The new struggle for commercial control of space , embodied by businessmen such as Elon Musk or Jeff Bezos, is coming to Europe at the hands of the Belgian Benoit Deper , who aspires to turn his company into the largest satellite factory on the continent and offer the European Union its long-awaited strategic autonomy.
At just 36 years old, and after working for NASA in the United States and then for the European Space Agency, Benoit Deper runs Aerospacelab , his own satellite company that he founded in 2017 because he was “bored” that in government agencies everything was “too slow”.
“When you start a new project (in public agencies) you must have political support and you need time to get financing until everything is resolved. And it usually takes between five and 15 years to finish your satellite,” says Deper at the end of a visit to the factory of his company, in the Belgian city of Leuven-la-Neuve.
Instead, this businessman explains that, with commercial companies, it is possible to complete the entire process in six months or a year, “since once you have the money, you can go fast because you make the decision,” he says.
However, it recognizes the importance of public space agencies when developing research projects that require a lot of investment.
“I think we need each other. Agencies go where there is no commercial purpose, like sending people or robots to Mars , for example . You can’t make money doing this, it’s pure science and it should be funded by the agencies,” he says.
Deper belongs to a booming industry known as “the new space ,” an emerging global private sector that includes companies developing cheaper aerospace technologies, such as Musk’s “SpaceX” and Bezos’ “Blue Origin.”
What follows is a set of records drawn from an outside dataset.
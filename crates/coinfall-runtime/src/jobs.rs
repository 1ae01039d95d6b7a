//! Repeating background jobs
//!
//! Each job is one tokio task looping over an interval. The work itself runs
//! on the blocking pool, since it calls into the host world synchronously.
//! Iterations run sequentially, so a slow sweep delays the next one instead
//! of overlapping it. A failing or panicking iteration is logged and the
//! loop carries on.

use crate::error::{Error, Result};
use coinfall_core::Optimizer;
use coinfall_db::PlacementLedger;
use std::any::Any;
use std::panic::{catch_unwind, AssertUnwindSafe};
use std::sync::Arc;
use std::time::Duration;
use tokio::runtime::Handle;
use tokio::task::JoinHandle;
use tokio::time::{Instant, MissedTickBehavior};
use tracing::{debug, error, info, warn};

/// Run `work`, turning a panic into [`Error::JobPanicked`]
pub fn guarded<T>(job: &'static str, work: impl FnOnce() -> T) -> Result<T> {
    catch_unwind(AssertUnwindSafe(work)).map_err(|payload| Error::JobPanicked {
        job,
        message: panic_message(payload.as_ref()),
    })
}

fn panic_message(payload: &(dyn Any + Send)) -> String {
    if let Some(s) = payload.downcast_ref::<&str>() {
        s.to_string()
    } else if let Some(s) = payload.downcast_ref::<String>() {
        s.clone()
    } else {
        "unknown panic".to_string()
    }
}

/// Run `work` every `every`, first after one full period
pub fn spawn_repeating<F>(
    handle: &Handle,
    job: &'static str,
    every: Duration,
    work: F,
) -> JoinHandle<()>
where
    F: Fn() + Send + Sync + 'static,
{
    let work = Arc::new(work);
    let every = every.max(Duration::from_millis(1));
    debug!(job, every_ms = every.as_millis() as u64, "Starting job");
    handle.spawn(async move {
        let mut interval = tokio::time::interval_at(Instant::now() + every, every);
        interval.set_missed_tick_behavior(MissedTickBehavior::Delay);
        loop {
            interval.tick().await;
            let work = work.clone();
            match tokio::task::spawn_blocking(move || guarded(job, || (*work)())).await {
                Ok(Ok(())) => {}
                Ok(Err(e)) => error!(job, error = %e, "Job iteration failed"),
                Err(e) => error!(job, error = %e, "Job iteration did not complete"),
            }
        }
    })
}

/// Start the optimizer sweep at its configured interval
pub fn spawn_sweep(handle: &Handle, optimizer: Arc<Optimizer>) -> JoinHandle<()> {
    let every = optimizer.config().sweep_interval();
    spawn_repeating(handle, "sweep", every, move || {
        let report = optimizer.sweep();
        if report.failures > 0 {
            warn!(failures = report.failures, "Sweep finished with failures");
        }
    })
}

/// Start periodic ledger pruning; `None` when the ledger or the job is disabled
pub fn spawn_ledger_cleanup(
    handle: &Handle,
    ledger: Arc<PlacementLedger>,
) -> Option<JoinHandle<()>> {
    if !ledger.is_enabled() {
        return None;
    }
    let every = ledger.config().cleanup_interval()?;
    Some(spawn_repeating(handle, "ledger-cleanup", every, move || {
        let removed = ledger.cleanup_expired();
        if removed > 0 {
            info!(removed, remaining = ledger.len(), "Cleaned up placed blocks");
        }
    }))
}

#[cfg(test)]
mod tests {
    use super::*;
    use coinfall_core::config::AntiDuplicationConfig;
    use coinfall_core::{BlockKey, ManualClock};
    use std::sync::atomic::{AtomicUsize, Ordering};

    #[test]
    fn test_guarded_catches_panics() {
        assert_eq!(guarded("ok", || 5).unwrap(), 5);

        let err = guarded("boom", || -> u32 { panic!("kaboom") }).unwrap_err();
        match err {
            Error::JobPanicked { job, message } => {
                assert_eq!(job, "boom");
                assert_eq!(message, "kaboom");
            }
            other => panic!("unexpected error: {other}"),
        }
    }

    #[tokio::test(start_paused = true)]
    async fn test_repeating_job_survives_panics() {
        let runs = Arc::new(AtomicUsize::new(0));
        let counter = runs.clone();
        let task = spawn_repeating(
            &Handle::current(),
            "flaky",
            Duration::from_secs(1),
            move || {
                let n = counter.fetch_add(1, Ordering::SeqCst);
                if n == 0 {
                    panic!("first run fails");
                }
            },
        );

        tokio::time::sleep(Duration::from_millis(3_500)).await;
        assert_eq!(runs.load(Ordering::SeqCst), 3);

        task.abort();
        tokio::time::sleep(Duration::from_secs(5)).await;
        assert_eq!(runs.load(Ordering::SeqCst), 3);
    }

    #[tokio::test(start_paused = true)]
    async fn test_job_runs_off_the_async_thread() {
        let seen = Arc::new(parking_lot::Mutex::new(None));
        let record = seen.clone();
        let task = spawn_repeating(
            &Handle::current(),
            "where",
            Duration::from_secs(1),
            move || {
                *record.lock() = Some(std::thread::current().id());
            },
        );

        tokio::time::sleep(Duration::from_millis(1_500)).await;
        task.abort();

        let worker = seen.lock().take().unwrap();
        assert_ne!(worker, std::thread::current().id());
    }

    #[tokio::test(start_paused = true)]
    async fn test_ledger_cleanup_job() {
        let clock = Arc::new(ManualClock::new(0));
        let ledger = Arc::new(PlacementLedger::new(
            AntiDuplicationConfig {
                auto_cleanup_interval_mins: 1,
                max_block_age_mins: 1,
                ..AntiDuplicationConfig::default()
            },
            clock.clone(),
        ));
        ledger.record(BlockKey::new("world", 10, 64, 10));
        clock.set(70_000);

        let task = spawn_ledger_cleanup(&Handle::current(), ledger.clone()).unwrap();
        tokio::time::sleep(Duration::from_secs(61)).await;
        assert!(ledger.is_empty());
        task.abort();
    }

    #[tokio::test]
    async fn test_ledger_cleanup_disabled() {
        let ledger = Arc::new(PlacementLedger::new(
            AntiDuplicationConfig {
                auto_cleanup_interval_mins: 0,
                ..AntiDuplicationConfig::default()
            },
            Arc::new(ManualClock::new(0)),
        ));
        assert!(spawn_ledger_cleanup(&Handle::current(), ledger).is_none());
    }
}
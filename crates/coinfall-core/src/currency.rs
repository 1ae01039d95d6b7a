//! Currency records tracked for each live currency entity

use crate::time::Millis;
use serde::{Deserialize, Serialize};
use std::fmt;

/// Where a currency drop came from
#[derive(Debug, Clone, Copy, PartialEq, Eq, Hash, Default, Serialize, Deserialize)]
pub enum CurrencySource {
    /// Dropped by a creature killed by a player
    Mob,
    /// Dropped by a broken block
    Block,
    #[default]
    Unknown,
}

impl CurrencySource {
    pub fn as_str(&self) -> &'static str {
        match self {
            CurrencySource::Mob => "MOB",
            CurrencySource::Block => "BLOCK",
            CurrencySource::Unknown => "UNKNOWN",
        }
    }

    /// Lenient parse; anything unrecognised is `Unknown`
    pub fn parse(s: &str) -> Self {
        match s.trim().to_ascii_uppercase().as_str() {
            "MOB" => CurrencySource::Mob,
            "BLOCK" => CurrencySource::Block,
            _ => CurrencySource::Unknown,
        }
    }
}

impl fmt::Display for CurrencySource {
    fn fmt(&self, f: &mut fmt::Formatter<'_>) -> fmt::Result {
        f.write_str(self.as_str())
    }
}

/// Registry bookkeeping for one currency entity
#[derive(Debug, Clone, PartialEq, Serialize, Deserialize)]
pub struct CurrencyRecord {
    /// When the entity was registered
    pub spawned_at: Millis,
    /// Always greater than zero
    pub amount: u32,
    pub source: CurrencySource,
    /// Last name visibility pushed to the world
    pub name_visible: bool,
}

impl CurrencyRecord {
    pub fn new(spawned_at: Millis, amount: u32, source: CurrencySource) -> Self {
        Self {
            spawned_at,
            amount,
            source,
            name_visible: false,
        }
    }

    /// Age at `now`, never negative
    pub fn age(&self, now: Millis) -> Millis {
        (now - self.spawned_at).max(0)
    }
}

#[cfg(test)]
mod tests {
    use super::*;

    #[test]
    fn test_source_parse() {
        assert_eq!(CurrencySource::parse("MOB"), CurrencySource::Mob);
        assert_eq!(CurrencySource::parse("block"), CurrencySource::Block);
        assert_eq!(CurrencySource::parse("chest"), CurrencySource::Unknown);
        assert_eq!(CurrencySource::Block.to_string(), "BLOCK");
    }

    #[test]
    fn test_record_age() {
        let record = CurrencyRecord::new(1_000, 5, CurrencySource::Mob);
        assert_eq!(record.age(4_000), 3_000);
        assert_eq!(record.age(500), 0);
        assert!(!record.name_visible);
    }
}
Although he recognizes them as pioneers in their sector, the founder of Aerospacelab says he does not feel fully identified with these personalities: “We are much smaller than them and I think we are also less crazy,” he says ironically.
Aerospacelab manufactures satellites to sell to other companies and institutions as well as for his own company. With them, it collects and markets data and images on an infinite number of topics (meteorology, agriculture or control of critical infrastructures, among others), and offers communication services and resources that, for example, can be used in sensitive fields such as defense and security. security.